I tend to down play my experience a lot, mostly because I have had A LOT of people question me about radiation and Chemo, when I respond that I didn’t require it 99% of the time they find it welcoming to say “Oh, so you didn’t really have cancer?”.
Let’s be clear, no, I did not require further treatment but I will live every day for the rest of my days without a stomach and soon I’ll be living without both my breasts. So, no I didn’t need chemo but I will carry the side effects of cancer with me every single day FOREVER, because I DID have cancer. I will forever be mindful of what I am eating before heading out for the day, or be nervous beyond belief if I’m going somewhere new and don’t know where the bathrooms are, I will live with the consequences of cancer and the fear of its return every day.
When your diagnosed you immediately think of all the things you’re going to miss out on in life and vowel to start living every moment for what it is. When in actual fact that is the last thing you’re ever going to do. Instead It’s like your soul leaves your body and you just float around yourself for most of the days. You are here but you’re not present.
I spent so many days leading into Alfie’s birth and my surgery just getting by. A constant well of tears, sleepless nights, blank stares, bad thoughts and confusion. So many questions but no answers. I spent every minute with my babies and really just loved on them and Cam because deep down I was scared I would maybe never be the same person again.
In my mind I so desperately wanted to come out the other end with a new lease on life. Ready to live to the fullest and embrace every opportunity or adventure head on. But in actual fact I came out more timid, anxious and pulled back from all the things I wanted to do. My new lease was not one filled with excitement and joy but nervousness and angst for all the things that could put my life in danger.
I now know what it feels like to think you’ll possibly never see your kids or husband again; it sounds dramatic but that feeling will never leave me. It literally rattles my insides to remember back to the fear that flooded my body that day I found out.
I thought once I had my surgery and was cleared of cancer, I would be my normal self again, a lady once said to me “The best thing about life after cancer, is LIFE” if only that rang true to me now as much as it did then. I mean of course there is nothing better then being alive and able to see my babies every day, hell I even had one more, but I’m honestly not the same at least not to me, not deep down.

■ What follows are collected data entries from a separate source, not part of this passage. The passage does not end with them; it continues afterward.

pub mod backend;
pub mod injector;
#[cfg(windows)]
pub mod windows;

pub use backend::{InjectorBackend, ProcessHandle, RemoteAddress, ThreadToken, WaitOutcome};
pub use injector::{Injector, InjectorError, DEFAULT_INJECTION_TIMEOUT};

#[cfg(windows)]
pub type PlatformBackend = windows::WindowsBackend;
#[cfg(not(windows))]
pub type PlatformBackend = backend::UnsupportedBackend;

/// Injector wired to the native backend for this OS.
pub fn platform_injector() -> Injector<PlatformBackend> {
    Injector::new(PlatformBackend::default())
}
// ─── Package Catalog ───
// Remote manifest joined against local install state, plus update planning.

use std::collections::HashSet;

use tracing::debug;

use super::model::{InstalledPackageState, LocalPackage, PackageManifest, RemotePackage};
use super::state_store::InstalledStateStore;
use crate::core::error::{LauncherError, LauncherResult};
use crate::core::remote::RemoteObjectStore;

/// Reconciled view of every known package. Rebuilt for each update check.
#[derive(Debug, Clone, Default)]
pub struct PackageCatalog {
    packages: Vec<LocalPackage>,
}

impl PackageCatalog {
    /// Full outer join of the remote packages and the installed records on id.
    ///
    /// Remote order is preserved; packages only known locally follow in the
    /// order they were recorded.
    pub fn reconcile(remote: Vec<RemotePackage>, installed: InstalledPackageState) -> Self {
        let mut local_records = installed.packages;
        let mut packages = Vec::with_capacity(remote.len() + local_records.len());

        for remote_package in remote {
            let local = local_records
                .iter()
                .position(|p| p.id == remote_package.id)
                .map(|idx| local_records.remove(idx));
            packages.extend(LocalPackage::new(Some(remote_package), local));
        }

        for orphan in local_records {
            packages.extend(LocalPackage::new(None, Some(orphan)));
        }

        Self { packages }
    }

    /// Download the manifest and join it with the persisted install state.
    pub async fn load(
        store: &dyn RemoteObjectStore,
        state_store: &InstalledStateStore,
    ) -> LauncherResult<Self> {
        let manifest = PackageManifest::fetch(store).await?;
        let installed = state_store.load().await?;
        Ok(Self::reconcile(manifest.packages, installed))
    }

    pub fn packages(&self) -> &[LocalPackage] {
        &self.packages
    }

    pub fn get(&self, id: &str) -> Option<&LocalPackage> {
        self.packages.iter().find(|p| p.id() == id)
    }

    /// Packages among `ids` that still need to be installed or refreshed.
    /// Ids with no catalog entry are skipped.
    fn unsatisfied<'a, S: AsRef<str>>(
        &'a self,
        ids: impl IntoIterator<Item = S>,
    ) -> Vec<&'a LocalPackage> {
        ids.into_iter()
            .filter_map(|id| self.get(id.as_ref()))
            .filter(|p| p.available_remotely() && (!p.is_installed() || p.requires_update()))
            .collect()
    }

    /// Packages that a plain update must install.
    ///
    /// The direct set (everything that `requires_update`) plus any dependency
    /// of the direct set that is missing or stale. Dependencies are expanded a
    /// single level: a dependency's own dependencies are not followed.
    pub fn update_set(&self) -> Vec<&LocalPackage> {
        let mut result: Vec<&LocalPackage> =
            self.packages.iter().filter(|p| p.requires_update()).collect();
        let mut seen: HashSet<&str> = result.iter().map(|p| p.id()).collect();

        let dependency_ids: Vec<&String> = result
            .iter()
            .copied()
            .flat_map(|p| p.dependency_ids())
            .collect();

        for dependency in self.unsatisfied(dependency_ids) {
            if seen.insert(dependency.id()) {
                result.push(dependency);
            }
        }

        debug!(
            "Update set: [{}]",
            result.iter().map(|p| p.id()).collect::<Vec<_>>().join(", ")
        );
        result
    }

    pub fn update_required(&self) -> bool {
        !self.update_set().is_empty()
    }

    /// One-level dependencies of `package` that are not yet satisfied.
    pub fn dependencies_for(&self, package: &LocalPackage) -> Vec<&LocalPackage> {
        let mut seen = HashSet::new();
        self.unsatisfied(package.dependency_ids())
            .into_iter()
            .filter(|p| p.id() != package.id() && seen.insert(p.id()))
            .collect()
    }

    /// Remote definitions to install when the user explicitly asks for `id`:
    /// the package itself followed by its unsatisfied dependencies.
    pub fn install_plan(&self, id: &str) -> LauncherResult<Vec<RemotePackage>> {
        let package = self
            .get(id)
            .ok_or_else(|| LauncherError::PackageNotFound(id.to_string()))?;
        let remote = package
            .remote()
            .ok_or_else(|| LauncherError::PackageNotFound(id.to_string()))?;

        let mut plan = vec![remote.clone()];
        plan.extend(
            self.dependencies_for(package)
                .into_iter()
                .filter_map(|p| p.remote().cloned()),
        );
        Ok(plan)
    }

    /// Remote definitions for the plain update set.
    pub fn update_plan(&self) -> Vec<RemotePackage> {
        self.update_set()
            .into_iter()
            .filter_map(|p| p.remote().cloned())
            .collect()
    }
}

I’m the sort of person who can wear a smile well even if it’s all going to shit on the inside. I’ll always answer with “I’m doing really well”. And mostly I am but there’s just something different very different.
Since my diagnosis my medical anxiety is especially heightened every ache or pain is escalated in my mind, not just with my own health but the kids even more so. We know this is genetic and I was living with the cancer not having any symptoms, very common for gastric cancers, so I am on high alert ALL the time.
Then there is survivors’ guilt, I don’t understand it, I don’t want it but I feel it. This is one of the tings that tears me apart the most. I am beyond lucky to be here for my family so why would I feel guilty for surviving, why would I wish that away. I hope one day this feeling goes away because its honestly a really hard feeling to shake, its constantly lingering.
I’m finding it very hard to put what I am feeling in words but I think you get the idea. Obviously, this is my experience and how I have found life after cancer, I so hope that if you’re a survivor or know a survivor that they have been able to twist this crazy journey into a positive future.
At the end of each day I remember how lucky and fortunate I am to be here to watch my little people do everything I ask them not to, read to them and cuddle them all super tight.